**WHAT YOU SHOULD DO:** Find the lines below that contain the string "struct". Copy each one.

**RECORDS FOR PROCESSING:**
◆ ◆ ◆ ◆ ◆

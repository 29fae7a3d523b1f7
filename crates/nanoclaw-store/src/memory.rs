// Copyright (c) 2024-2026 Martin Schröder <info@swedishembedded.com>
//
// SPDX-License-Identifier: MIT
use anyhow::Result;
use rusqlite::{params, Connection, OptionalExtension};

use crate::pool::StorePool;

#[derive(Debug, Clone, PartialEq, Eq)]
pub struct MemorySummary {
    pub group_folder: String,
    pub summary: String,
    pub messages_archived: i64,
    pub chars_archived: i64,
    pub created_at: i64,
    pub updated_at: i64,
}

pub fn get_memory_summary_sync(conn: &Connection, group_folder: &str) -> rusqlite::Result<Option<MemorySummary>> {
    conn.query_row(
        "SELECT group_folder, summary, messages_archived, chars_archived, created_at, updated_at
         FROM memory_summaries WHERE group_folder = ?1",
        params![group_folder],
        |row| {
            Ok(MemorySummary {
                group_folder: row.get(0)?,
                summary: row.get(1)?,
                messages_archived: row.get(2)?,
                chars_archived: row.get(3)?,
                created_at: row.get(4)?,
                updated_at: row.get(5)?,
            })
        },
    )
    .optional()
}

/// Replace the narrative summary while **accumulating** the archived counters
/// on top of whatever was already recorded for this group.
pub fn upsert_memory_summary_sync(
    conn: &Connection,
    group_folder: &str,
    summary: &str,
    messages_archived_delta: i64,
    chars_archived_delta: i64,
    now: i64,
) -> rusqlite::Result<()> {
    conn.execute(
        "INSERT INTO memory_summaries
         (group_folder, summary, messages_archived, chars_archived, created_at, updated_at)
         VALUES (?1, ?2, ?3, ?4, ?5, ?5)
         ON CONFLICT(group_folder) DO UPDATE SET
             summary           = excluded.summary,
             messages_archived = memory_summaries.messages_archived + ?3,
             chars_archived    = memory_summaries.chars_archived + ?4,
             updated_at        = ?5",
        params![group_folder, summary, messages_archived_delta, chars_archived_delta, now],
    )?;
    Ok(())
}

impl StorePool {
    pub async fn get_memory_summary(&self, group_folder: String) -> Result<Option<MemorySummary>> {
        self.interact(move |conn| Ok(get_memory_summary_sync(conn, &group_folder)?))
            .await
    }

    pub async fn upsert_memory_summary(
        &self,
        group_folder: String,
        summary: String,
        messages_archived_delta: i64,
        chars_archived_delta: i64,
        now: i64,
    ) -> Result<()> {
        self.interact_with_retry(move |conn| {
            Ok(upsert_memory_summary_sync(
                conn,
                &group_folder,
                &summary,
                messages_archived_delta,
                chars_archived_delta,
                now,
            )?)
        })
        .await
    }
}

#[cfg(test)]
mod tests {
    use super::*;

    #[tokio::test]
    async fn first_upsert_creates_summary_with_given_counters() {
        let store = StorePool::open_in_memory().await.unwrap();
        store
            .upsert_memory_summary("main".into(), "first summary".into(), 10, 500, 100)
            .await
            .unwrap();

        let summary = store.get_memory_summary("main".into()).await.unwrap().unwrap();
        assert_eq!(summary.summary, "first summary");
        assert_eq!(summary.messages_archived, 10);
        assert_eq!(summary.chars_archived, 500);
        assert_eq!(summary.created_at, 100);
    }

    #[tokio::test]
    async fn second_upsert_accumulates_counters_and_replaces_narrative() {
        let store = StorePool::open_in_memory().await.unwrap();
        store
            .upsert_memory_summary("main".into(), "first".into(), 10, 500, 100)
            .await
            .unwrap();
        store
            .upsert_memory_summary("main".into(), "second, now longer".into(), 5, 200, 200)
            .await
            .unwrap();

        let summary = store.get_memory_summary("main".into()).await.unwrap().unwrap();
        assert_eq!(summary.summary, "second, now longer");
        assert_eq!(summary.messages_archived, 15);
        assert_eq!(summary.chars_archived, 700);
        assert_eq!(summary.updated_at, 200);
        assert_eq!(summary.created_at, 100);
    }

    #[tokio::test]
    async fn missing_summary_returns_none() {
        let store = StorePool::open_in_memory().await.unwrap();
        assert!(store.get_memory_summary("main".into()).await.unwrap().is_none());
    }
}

◆ ◆ ◆ ◆ ◆

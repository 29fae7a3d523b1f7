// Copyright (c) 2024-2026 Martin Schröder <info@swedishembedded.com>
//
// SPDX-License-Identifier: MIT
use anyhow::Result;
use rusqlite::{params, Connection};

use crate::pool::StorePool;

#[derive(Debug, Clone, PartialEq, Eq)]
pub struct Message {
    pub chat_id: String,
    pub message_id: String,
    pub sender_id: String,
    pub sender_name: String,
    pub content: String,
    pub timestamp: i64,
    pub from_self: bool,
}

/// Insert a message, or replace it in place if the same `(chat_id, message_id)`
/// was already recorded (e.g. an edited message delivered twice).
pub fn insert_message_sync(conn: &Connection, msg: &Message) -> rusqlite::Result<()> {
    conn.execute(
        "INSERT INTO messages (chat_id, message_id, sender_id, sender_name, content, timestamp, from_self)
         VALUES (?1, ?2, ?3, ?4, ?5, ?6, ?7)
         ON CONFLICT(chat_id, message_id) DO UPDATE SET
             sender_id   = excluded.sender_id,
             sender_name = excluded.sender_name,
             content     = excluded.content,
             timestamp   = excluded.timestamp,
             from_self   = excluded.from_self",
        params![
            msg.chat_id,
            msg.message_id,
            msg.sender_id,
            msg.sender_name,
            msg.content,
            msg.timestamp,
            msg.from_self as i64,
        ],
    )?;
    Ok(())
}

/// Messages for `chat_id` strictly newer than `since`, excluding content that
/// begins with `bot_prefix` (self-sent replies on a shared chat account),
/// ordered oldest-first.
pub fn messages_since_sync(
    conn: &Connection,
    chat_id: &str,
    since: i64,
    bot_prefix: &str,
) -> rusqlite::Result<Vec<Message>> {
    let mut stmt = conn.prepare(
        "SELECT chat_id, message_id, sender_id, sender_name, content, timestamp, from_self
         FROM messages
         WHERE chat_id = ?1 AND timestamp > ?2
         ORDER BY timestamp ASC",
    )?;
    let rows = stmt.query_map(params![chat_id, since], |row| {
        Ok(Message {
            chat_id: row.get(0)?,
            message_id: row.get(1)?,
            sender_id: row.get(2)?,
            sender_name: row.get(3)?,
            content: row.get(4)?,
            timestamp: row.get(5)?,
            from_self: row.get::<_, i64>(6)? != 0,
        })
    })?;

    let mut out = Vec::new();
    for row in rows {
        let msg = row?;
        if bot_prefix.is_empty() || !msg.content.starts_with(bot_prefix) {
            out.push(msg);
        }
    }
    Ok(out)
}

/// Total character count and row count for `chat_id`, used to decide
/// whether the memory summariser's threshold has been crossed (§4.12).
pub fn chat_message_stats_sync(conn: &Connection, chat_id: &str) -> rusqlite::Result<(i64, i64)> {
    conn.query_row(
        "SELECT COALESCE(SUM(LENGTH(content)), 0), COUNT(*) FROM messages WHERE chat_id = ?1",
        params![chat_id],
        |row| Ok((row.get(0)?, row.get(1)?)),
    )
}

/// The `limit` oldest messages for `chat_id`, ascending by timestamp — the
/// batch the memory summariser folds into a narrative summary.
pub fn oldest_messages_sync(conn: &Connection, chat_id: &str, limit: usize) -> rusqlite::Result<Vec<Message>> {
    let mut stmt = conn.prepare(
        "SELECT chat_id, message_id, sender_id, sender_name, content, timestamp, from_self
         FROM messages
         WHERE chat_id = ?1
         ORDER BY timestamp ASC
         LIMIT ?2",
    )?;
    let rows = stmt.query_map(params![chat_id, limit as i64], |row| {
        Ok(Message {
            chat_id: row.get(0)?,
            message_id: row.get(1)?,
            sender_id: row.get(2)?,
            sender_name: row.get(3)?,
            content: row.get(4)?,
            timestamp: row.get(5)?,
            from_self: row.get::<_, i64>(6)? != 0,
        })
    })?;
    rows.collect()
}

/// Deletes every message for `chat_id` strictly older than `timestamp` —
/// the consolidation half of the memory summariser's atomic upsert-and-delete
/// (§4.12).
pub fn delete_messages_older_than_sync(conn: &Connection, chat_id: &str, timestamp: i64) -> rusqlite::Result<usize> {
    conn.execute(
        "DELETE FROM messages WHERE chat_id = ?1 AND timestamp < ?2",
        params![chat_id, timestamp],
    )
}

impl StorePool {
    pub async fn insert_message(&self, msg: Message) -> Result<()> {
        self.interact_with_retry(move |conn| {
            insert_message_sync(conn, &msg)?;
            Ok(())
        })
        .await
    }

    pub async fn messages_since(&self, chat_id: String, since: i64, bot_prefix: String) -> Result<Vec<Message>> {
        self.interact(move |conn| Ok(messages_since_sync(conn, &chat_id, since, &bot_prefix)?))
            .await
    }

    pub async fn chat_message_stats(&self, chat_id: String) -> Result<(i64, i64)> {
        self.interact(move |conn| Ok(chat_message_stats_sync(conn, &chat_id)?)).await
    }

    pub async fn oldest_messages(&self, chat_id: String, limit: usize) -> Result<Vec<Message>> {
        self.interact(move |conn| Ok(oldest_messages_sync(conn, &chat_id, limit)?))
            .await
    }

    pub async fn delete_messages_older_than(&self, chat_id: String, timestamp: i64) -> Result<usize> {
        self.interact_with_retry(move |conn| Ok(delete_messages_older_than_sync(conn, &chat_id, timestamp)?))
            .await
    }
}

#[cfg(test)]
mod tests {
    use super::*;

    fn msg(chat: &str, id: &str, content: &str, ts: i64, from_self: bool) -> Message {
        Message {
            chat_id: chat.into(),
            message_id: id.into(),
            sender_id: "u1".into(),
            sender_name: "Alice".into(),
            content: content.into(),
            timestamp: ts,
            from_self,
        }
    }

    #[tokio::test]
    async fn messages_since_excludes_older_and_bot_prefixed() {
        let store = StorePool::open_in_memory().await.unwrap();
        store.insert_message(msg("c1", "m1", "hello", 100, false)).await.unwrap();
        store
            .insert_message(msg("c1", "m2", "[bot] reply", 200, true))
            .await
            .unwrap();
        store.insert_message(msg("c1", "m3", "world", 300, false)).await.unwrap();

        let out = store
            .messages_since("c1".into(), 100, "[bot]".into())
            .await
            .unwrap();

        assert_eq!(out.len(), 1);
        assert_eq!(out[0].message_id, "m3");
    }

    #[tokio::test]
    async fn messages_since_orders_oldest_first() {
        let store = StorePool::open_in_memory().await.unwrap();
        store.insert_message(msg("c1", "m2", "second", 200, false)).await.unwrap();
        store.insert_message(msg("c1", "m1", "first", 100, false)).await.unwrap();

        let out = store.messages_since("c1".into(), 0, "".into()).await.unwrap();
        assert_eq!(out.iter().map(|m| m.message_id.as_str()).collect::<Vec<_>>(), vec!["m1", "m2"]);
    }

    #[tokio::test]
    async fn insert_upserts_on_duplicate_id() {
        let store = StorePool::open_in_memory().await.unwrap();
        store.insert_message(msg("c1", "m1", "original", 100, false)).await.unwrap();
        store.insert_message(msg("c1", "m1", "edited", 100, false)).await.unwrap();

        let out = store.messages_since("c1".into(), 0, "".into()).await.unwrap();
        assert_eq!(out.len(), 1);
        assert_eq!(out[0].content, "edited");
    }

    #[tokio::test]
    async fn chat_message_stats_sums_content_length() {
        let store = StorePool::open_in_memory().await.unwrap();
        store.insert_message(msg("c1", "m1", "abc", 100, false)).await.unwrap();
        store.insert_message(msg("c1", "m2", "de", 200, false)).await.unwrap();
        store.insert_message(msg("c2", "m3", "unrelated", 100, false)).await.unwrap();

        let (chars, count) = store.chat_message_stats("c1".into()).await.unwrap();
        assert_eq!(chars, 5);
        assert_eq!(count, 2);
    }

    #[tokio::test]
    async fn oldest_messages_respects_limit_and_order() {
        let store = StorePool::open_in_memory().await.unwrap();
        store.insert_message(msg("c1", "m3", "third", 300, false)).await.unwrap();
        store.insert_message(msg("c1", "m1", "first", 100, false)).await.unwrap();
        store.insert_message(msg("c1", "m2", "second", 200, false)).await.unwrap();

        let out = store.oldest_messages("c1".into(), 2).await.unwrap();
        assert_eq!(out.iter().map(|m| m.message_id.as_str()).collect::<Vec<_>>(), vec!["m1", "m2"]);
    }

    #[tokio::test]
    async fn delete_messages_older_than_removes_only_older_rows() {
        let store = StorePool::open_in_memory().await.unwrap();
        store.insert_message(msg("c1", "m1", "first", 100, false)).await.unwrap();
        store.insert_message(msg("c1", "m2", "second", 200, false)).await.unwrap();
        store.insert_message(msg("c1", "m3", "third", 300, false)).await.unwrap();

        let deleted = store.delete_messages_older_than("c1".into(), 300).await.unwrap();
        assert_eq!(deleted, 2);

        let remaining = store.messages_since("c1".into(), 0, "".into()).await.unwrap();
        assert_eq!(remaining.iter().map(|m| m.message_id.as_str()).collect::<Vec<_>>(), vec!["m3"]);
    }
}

◆ ◆ ◆ ◆ ◆

**SOLUTION TO THE PROBLEM:**
pub struct MemorySummary {
pub struct Message {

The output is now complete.